ENFL156

Friday of the Fifth Week in Ordinary Time

The healing of the deaf-mute

Again he left the district of Tyre and went by way of Sidon to the Sea of Galilee, into the district of the Decapolis. And people brought to him a deaf man who had a speech impediment and begged him to lay his hand on him. He took him off by himself away from the crowd. He put his finger into the man’s ears and, spitting, touched his tongue; then he looked up to heaven and groaned, and said to him, “Ephphatha!” (that is, “Be opened!”) And (immediately) the man’s ears were opened, his speech impediment was removed, and he spoke plainly.
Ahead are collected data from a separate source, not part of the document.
//! CLI configuration

use crate::commands::Cli;
use imgproc_harness::{ComparisonTool, HarnessLayout, Metric, DEFAULT_COMPARE_PROGRAM};
use serde::{Deserialize, Serialize};
use std::path::PathBuf;

/// CLI verbosity level
#[derive(Debug, Clone, Copy, PartialEq, Eq, Default, Serialize, Deserialize)]
pub enum Verbosity {
    /// Quiet - failures only
    Quiet,
    /// Normal - default output
    #[default]
    Normal,
    /// Verbose - stage progress
    Verbose,
    /// Debug - commands and derived paths
    Debug,
    /// Trace - captured child output as well
    Trace,
}

impl Verbosity {
    /// Map a `-v` count
    #[must_use]
    pub const fn from_flags(quiet: bool, verbose: u8) -> Self {
        if quiet {
            return Self::Quiet;
        }
        match verbose {
            0 => Self::Normal,
            1 => Self::Verbose,
            2 => Self::Debug,
            _ => Self::Trace,
        }
    }

    /// Check if quiet mode
    #[must_use]
    pub const fn is_quiet(self) -> bool {
        matches!(self, Self::Quiet)
    }

    /// Check if verbose or higher
    #[must_use]
    pub const fn is_verbose(self) -> bool {
        matches!(self, Self::Verbose | Self::Debug | Self::Trace)
    }

    /// Default `tracing` filter for this level
    #[must_use]
    pub const fn filter_directive(self) -> &'static str {
        match self {
            Self::Quiet => "error",
            Self::Normal => "warn",
            Self::Verbose => "info",
            Self::Debug => "debug",
            Self::Trace => "trace",
        }
    }
}

/// Color output choice
#[derive(Debug, Clone, Copy, PartialEq, Eq, Default, Serialize, Deserialize)]
pub enum ColorChoice {
    /// Always use colors
    Always,
    /// Use colors when stderr is a terminal
    #[default]
    Auto,
    /// Never use colors
    Never,
}

impl ColorChoice {
    /// Should use colors based on output detection
    #[must_use]
    pub fn should_color(self) -> bool {
        match self {
            Self::Always => true,
            Self::Never => false,
            Self::Auto => stderr_is_terminal(),
        }
    }
}

/// Diagnostics go to stderr, so that is the stream that decides
fn stderr_is_terminal() -> bool {
    std::io::IsTerminal::is_terminal(&std::io::stderr())
}

/// Comparison tool and directory settings
#[derive(Debug, Clone, PartialEq, Eq, Serialize, Deserialize)]
pub struct HarnessSettings {
    /// Comparison program
    pub compare_program: String,
    /// Comparison metric
    pub metric: Metric,
    /// Source-image directory
    pub input_dir: PathBuf,
    /// Expected-image directory
    pub expected_dir: PathBuf,
    /// Output directory
    pub actual_dir: PathBuf,
}

impl Default for HarnessSettings {
    fn default() -> Self {
        let layout = HarnessLayout::default();
        Self {
            compare_program: DEFAULT_COMPARE_PROGRAM.to_string(),
            metric: Metric::default(),
            input_dir: layout.input_dir,
            expected_dir: layout.expected_dir,
            actual_dir: layout.actual_dir,
        }
    }
}

/// CLI configuration
#[derive(Debug, Clone, Default, Serialize, Deserialize)]
pub struct CliConfig {
    /// Verbosity level
    pub verbosity: Verbosity,
    /// Color output choice
    pub color: ColorChoice,
    /// Harness settings
    pub harness: HarnessSettings,
}

impl CliConfig {
    /// Create new default configuration
    #[must_use]
    pub fn new() -> Self {
        Self::default()
    }

    /// Build configuration from parsed arguments
    #[must_use]
    pub fn from_cli(cli: &Cli) -> Self {
        Self::new()
            .with_verbosity(Verbosity::from_flags(cli.quiet, cli.verbose))
            .with_color(cli.color.into())
            .with_compare_program(cli.compare.as_str())
            .with_metric(cli.metric)
            .with_input_dir(&cli.input_dir)
            .with_expected_dir(&cli.expected_dir)
            .with_actual_dir(&cli.actual_dir)
    }

    /// Set verbosity
    #[must_use]
    pub const fn with_verbosity(mut self, verbosity: Verbosity) -> Self {
        self.verbosity = verbosity;
        self
    }

    /// Set color choice
    #[must_use]
    pub const fn with_color(mut self, color: ColorChoice) -> Self {
        self.color = color;
        self
    }

    /// Set comparison program
    #[must_use]
    pub fn with_compare_program(mut self, program: impl Into<String>) -> Self {
        self.harness.compare_program = program.into();
        self
    }

    /// Set comparison metric
    #[must_use]
    pub const fn with_metric(mut self, metric: Metric) -> Self {
        self.harness.metric = metric;
        self
    }

    /// Set source-image directory
    #[must_use]
    pub fn with_input_dir(mut self, dir: impl Into<PathBuf>) -> Self {
        self.harness.input_dir = dir.into();
        self
    }

    /// Set expected-image directory
    #[must_use]
    pub fn with_expected_dir(mut self, dir: impl Into<PathBuf>) -> Self {
        self.harness.expected_dir = dir.into();
        self
    }

    /// Set output directory
    #[must_use]
    pub fn with_actual_dir(mut self, dir: impl Into<PathBuf>) -> Self {
        self.harness.actual_dir = dir.into();
        self
    }

    /// Directory layout for the driver
    #[must_use]
    pub fn layout(&self) -> HarnessLayout {
        HarnessLayout::new()
            .with_input_dir(&self.harness.input_dir)
            .with_expected_dir(&self.harness.expected_dir)
            .with_actual_dir(&self.harness.actual_dir)
    }

    /// Comparison tool for the driver
    #[must_use]
    pub fn comparison_tool(&self) -> ComparisonTool {
        ComparisonTool::new()
            .with_program(self.harness.compare_program.as_str())
            .with_metric(self.harness.metric)
    }
}

#[cfg(test)]
#[allow(clippy::unwrap_used, clippy::expect_used)]
mod tests {
    use super::*;
    use clap::Parser;
    use std::path::Path;

    mod verbosity_tests {
        use super::*;

        #[test]
        fn test_default_verbosity() {
            assert_eq!(Verbosity::default(), Verbosity::Normal);
        }

        #[test]
        fn test_from_flags() {
            assert_eq!(Verbosity::from_flags(false, 0), Verbosity::Normal);
            assert_eq!(Verbosity::from_flags(false, 1), Verbosity::Verbose);
            assert_eq!(Verbosity::from_flags(false, 2), Verbosity::Debug);
            assert_eq!(Verbosity::from_flags(false, 7), Verbosity::Trace);
            assert_eq!(Verbosity::from_flags(true, 3), Verbosity::Quiet);
        }

        #[test]
        fn test_is_verbose() {
            assert!(!Verbosity::Quiet.is_verbose());
            assert!(!Verbosity::Normal.is_verbose());
            assert!(Verbosity::Verbose.is_verbose());
            assert!(Verbosity::Trace.is_verbose());
        }

        #[test]
        fn test_filter_directive() {
            assert_eq!(Verbosity::Normal.filter_directive(), "warn");
            assert_eq!(Verbosity::Debug.filter_directive(), "debug");
        }

        #[test]
        fn test_deserialize() {
            let v: Verbosity = serde_json::from_str("\"Quiet\"").unwrap();
            assert!(v.is_quiet());
        }
    }

    mod color_choice_tests {
        use super::*;

        #[test]
        fn test_default_color() {
            assert_eq!(ColorChoice::default(), ColorChoice::Auto);
        }

        #[test]
        fn test_should_color_explicit() {
            assert!(ColorChoice::Always.should_color());
            assert!(!ColorChoice::Never.should_color());
        }
    }

    mod cli_config_tests {
        use super::*;

        #[test]
        fn test_default_config() {
            let config = CliConfig::default();
            assert_eq!(config.verbosity, Verbosity::Normal);
            assert_eq!(config.harness.compare_program, "compare");
            assert_eq!(config.harness.metric, Metric::Mse);
            assert_eq!(config.layout(), HarnessLayout::default());
            assert_eq!(config.comparison_tool(), ComparisonTool::default());
        }

        #[test]
        fn test_from_cli() {
            let cli = Cli::try_parse_from([
                "run_test",
                "-v",
                "--compare",
                "/opt/im/compare",
                "--metric",
                "ae",
                "--actual-dir",
                "out",
                "--input-dir",
                "sources",
                "c",
                "lenna",
                "rgb",
            ])
            .unwrap();
            let config = CliConfig::from_cli(&cli);
            assert_eq!(config.verbosity, Verbosity::Verbose);
            assert_eq!(config.comparison_tool().program, "/opt/im/compare");
            assert_eq!(config.comparison_tool().metric, Metric::Ae);
            assert_eq!(config.layout().actual_dir, Path::new("out"));
            assert_eq!(config.layout().input_dir, Path::new("sources"));
            assert_eq!(config.layout().expected_dir, Path::new("expected"));
        }

        #[test]
        fn test_chained_builders() {
            let config = CliConfig::new()
                .with_verbosity(Verbosity::Quiet)
                .with_color(ColorChoice::Never)
                .with_expected_dir("golden");
            assert!(config.verbosity.is_quiet());
            assert_eq!(config.color, ColorChoice::Never);
            assert_eq!(config.layout().expected_dir, Path::new("golden"));
        }

        #[test]
        fn test_serialize() {
            let config = CliConfig::new().with_metric(Metric::Psnr);
            let json = serde_json::to_string(&config).unwrap();
            assert!(json.contains("\"metric\":\"psnr\""));
        }
    }
}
He ordered them not to tell anyone. But the more he ordered them not to, the more they proclaimed it. They were exceedingly astonished and they said, “He has done all things well. He makes the deaf hear and (the) mute speak.” Mk 7,31-37

Before performing the miracle of the  healing of this deaf-mute, Jesus brings  him aside. The reason is not, as he usually does,  to avoid the involved enthusiasms of the crowd, but to isolate this man who will have to hear and to touch what in any natural place is not possible to do: the mystery about the person of Jesus This healing takes place in two stages: the deaf-mute is healed first in the hearing and then in the word, because only those who are able to hear it is good that they are able to speak. The miracle is, however, preceded by an event: Jesus makes a sigh, which gives the Holy Spirit, so that the man can hear and speak  “plainly”, which, theologically, means listen to and proclaim with heavenly wisdom the mysteries of the Kingdom of the heaven. This is what we ought to do when we approach the Holy Scriptures: to pray and to invoke the Holy Spirit before hearing  and speaking  of the mysteries of God. Only  in this way we can break wisely for others the bread of the received Word, as the priest does at the altar with the bread of the eucharist. It is a communication which is established between God and the man, where the person who listens and then speaks has to act only as the electric wire, opposing the least possible resistance to transmit the message, as it is the case for the electricity. As in the transmission of the electric power the good quality is ensured by the conductivity, in the case of the thought of God it is secured by the holiness. But the works and the lifestyle of someone who listens and transmits the thought of God are always disturbing a little the communication of the message, so it is necessary, before hearing  the word of God and then speaking, to  invoke the Holy Spirit,  because the grace of God can overcome the lack of holiness and the message goes faithfully ahead.